Something we have been talking about a lot this week is BBC One's Sunday prime time adaptation of the incomparable Nancy Mitford's The Pursuit of Love. I really enjoyed the first episode (and will not be streaming it all on iplayer in one go as I need something to look forward to), whereas Mr and Mrs Aardvark have more mixed feelings. Even if the casting wasn't always "right" for our conceptions of the novel (and, honestly, pleasing everyone with this sort of adaptation would be an impossible ask) I felt the performances and most of the production values were strong enough to mean that it really didn't matter. Something that really divided the Aardvark team was the choice of music - for me it did not take anything away, even though I do actively listen to the music of the period myself, but Mr and Mrs Aardvark were not so convinced. We have had many interesting discussions on the production's take on the nature of the central relationship between Fanny and Linda. I did have to gently mention to Mr Aardvark that he may not have found it particularly relateable or realistic because he has never experienced the mixed blessing of being a 17 year old girl. As a final note on all that, I definitely feel that an adaptation is just that - and there is a lot to be said for being brave enough to produce something that is held so dear by so many with a 21st century reading of its themes and characters. If it entertains, and manages to get my 14 year old step-daughter reading Nancy Mitford, then it will have done its job as far as I am concerned!

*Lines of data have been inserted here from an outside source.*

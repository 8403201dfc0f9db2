use std::sync::atomic::{AtomicUsize, Ordering};

use ota_core::OtaObserver;

/// Observer that reports session milestones to the log.
///
/// The handler already logs byte counts every 64 KiB; this only echoes
/// quarter marks.
#[derive(Debug, Default)]
pub struct LoggingObserver {
    last_quarter: AtomicUsize,
}

impl LoggingObserver {
    pub fn new() -> Self {
        Self::default()
    }
}

impl OtaObserver for LoggingObserver {
    fn on_start(&self) {
        self.last_quarter.store(0, Ordering::Relaxed);
        log::info!("OTA update started");
    }

    fn on_progress(&self, received: usize, total: usize) {
        if total == 0 {
            return;
        }
        let quarter = received * 4 / total;
        if self.last_quarter.swap(quarter, Ordering::Relaxed) != quarter && quarter > 0 {
            log::info!("OTA {}% written", quarter * 25);
        }
    }

    fn on_complete(&self) {
        log::info!("OTA update complete");
    }

    fn on_fail(&self, reason: &str) {
        log::error!("OTA update failed: {}", reason);
    }
}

To keep us busy during the cold and rainy weather we have put together another Bookshop.org reading list of things Mitford-related to tide everyone over and keep everyone cosy until the weather and lockdown restrictions ease. Of course, we have included some of the most famous novels of Nancy, and the correspondence and memoirs of other notable (and some notorious) Mitfords. We also wanted to include some other novels and memoirs from the period. I first started reading books from the 30s and 40s when I picked up some of my parent's vast collection of green Penguins aged 13 or so - Agatha Christie, Edmund Crispin, Ngaio Marsh, Margery Allingham, Patricia Wentworth etc. A detective novel we decided to include on the list was Gaudy Night by Dorothy L Sayers, which we think is an exceptional novel and addresses in its own ways several of the themes addressed in Mitford's works. Sadly, we could not find some of the books that we wanted to include on bookshop.org - they are either out of print or published by a company that are not available on their platform - but we would also like to recommend the novel Mariana by Monica Dickens, the novels They Were Sisters and The Priory by Dorothy Whipple, and the memoir First Childhood by Lord Berners (the real-life Lord Merlin) - available here at a bargain price from Aardvark!
Stay safe everyone, and don't be shy of telling us your own recomendations or opinions if you drop by the shop!